Maar het is allesbehalve koud op deze voorzomerdag. Voor vertrek heeft hij zijn baard getrimd en voor de nodige extra verkoeling doet hij zijn groene ruitjesvest uit en slaat dat over zijn arm.
Zo zoeft hij Amsterdam-West in, naar een groep vrienden. Eerst gaan ze samen eten en indrinken. Vervolgens zullen er vast weer een paar afhaken, maar de rest, onder wie hijzelf, gaat lekker de stad in. Waarschijnlijk tot een tijdstip waarop de metro niet meer rijdt. Vandaar de fiets.Er gebeurt iets geks in het berglandschap. Eén voor één kantelen de bergtoppen omver. Een bedelaar gaat rond en navelstaarderige gezichten kijken verstoord op van hun telefoon wanneer hij bij ze aankomt. De opbrengst is gering.
De bedelaar komt bij hem aan. Het is een oude man met een haargroei van ver boven de boomgrens (hij is kaal) en holle, lege ogen. De bedelaar moet iets van dat waardeoordeel gelezen hebben in zijn aanblik, want aan zijn standaardriedeltje voegt hij, wijzend naar de drabhoek, toe dat die kots niet van hem is. Dat het expliciet ontkennen hem juist verdachter maakt als mogelijke dader, ontgaat de bedelaar.
Hij besluit te doen wat hij normaal ook doet.
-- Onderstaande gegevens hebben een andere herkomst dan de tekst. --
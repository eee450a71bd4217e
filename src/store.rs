//! Durable store operations for agency metrics rows.
//!
//! One row per agency, keyed by name: created on first sight, updated
//! thereafter, never deleted by the pipeline. `updated_at` advances on every
//! successful write — the upsert bumps it past the previous value even when
//! two runs land within the same clock tick.

use anyhow::Result;
use sqlx::sqlite::SqliteRow;
use sqlx::{Row, SqlitePool};

use crate::models::{AgencyMetrics, CfrReference, CountResult};

pub async fn upsert_agency_metrics(
    pool: &SqlitePool,
    name: &str,
    scope: &[CfrReference],
    totals: CountResult,
) -> Result<()> {
    let scope_json = serde_json::to_string(scope)?;
    let now = chrono::Utc::now().timestamp();

    sqlx::query(
        r#"
        INSERT INTO agency_metrics (name, scope, section_count, word_count, updated_at)
        VALUES (?, ?, ?, ?, ?)
        ON CONFLICT(name) DO UPDATE SET
            scope = excluded.scope,
            section_count = excluded.section_count,
            word_count = excluded.word_count,
            updated_at = MAX(excluded.updated_at, agency_metrics.updated_at + 1)
        "#,
    )
    .bind(name)
    .bind(&scope_json)
    .bind(totals.section_count as i64)
    .bind(totals.word_count as i64)
    .bind(now)
    .execute(pool)
    .await?;

    Ok(())
}

pub async fn list_agencies(pool: &SqlitePool) -> Result<Vec<AgencyMetrics>> {
    let rows = sqlx::query(
        "SELECT name, scope, section_count, word_count, updated_at FROM agency_metrics ORDER BY name",
    )
    .fetch_all(pool)
    .await?;

    Ok(rows.iter().map(row_to_metrics).collect())
}

pub async fn get_agency(pool: &SqlitePool, name: &str) -> Result<Option<AgencyMetrics>> {
    let row = sqlx::query(
        "SELECT name, scope, section_count, word_count, updated_at FROM agency_metrics WHERE name = ?",
    )
    .bind(name)
    .fetch_optional(pool)
    .await?;

    Ok(row.as_ref().map(row_to_metrics))
}

pub async fn top_agencies_by_word_count(
    pool: &SqlitePool,
    limit: i64,
) -> Result<Vec<AgencyMetrics>> {
    let rows = sqlx::query(
        r#"
        SELECT name, scope, section_count, word_count, updated_at
        FROM agency_metrics
        ORDER BY word_count DESC, name
        LIMIT ?
        "#,
    )
    .bind(limit)
    .fetch_all(pool)
    .await?;

    Ok(rows.iter().map(row_to_metrics).collect())
}

fn row_to_metrics(row: &SqliteRow) -> AgencyMetrics {
    let scope_json: String = row.get("scope");
    AgencyMetrics {
        name: row.get("name"),
        scope: serde_json::from_str(&scope_json)
            .unwrap_or(serde_json::Value::Array(Vec::new())),
        section_count: row.get("section_count"),
        word_count: row.get("word_count"),
        updated_at: row.get("updated_at"),
    }
}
Nee schudden en vriendelijk lachen naar de bedelaar. Dan druipen ze vanzelf wel af. Meestal.
Maar deze bedelaar blijft staan. Of beter gezegd: hij komt dichterbij staan. De oude man steekt zijn hand onder het shirt van de jongen. “Goede stijve pik heb je”, fluistert hij in zijn oor.
Alles aan hem verstijft, behalve dan het lichaamsdeel waar de bedelaar het over heeft. Nooit eerder zijn zijn grenzen op zo’n brutale, smerige manier overschreden. Alle abstracte verhalen van vriendinnen die niet alleen naar huis durven te fietsen, worden opeens heel tastbaar. En de onvoorstelbare gebeurtenissen waarbij ze als bevroren niet meer in staat waren om een viezerik in zijn gezicht de waarheid te vertellen, zijn plotseling heel herkenbaar.
Met knikkende knieën loopt hij later zo snel mogelijk naar buiten. De bedelaar zoeft verder. Hij pakt zijn telefoon en begint te typen.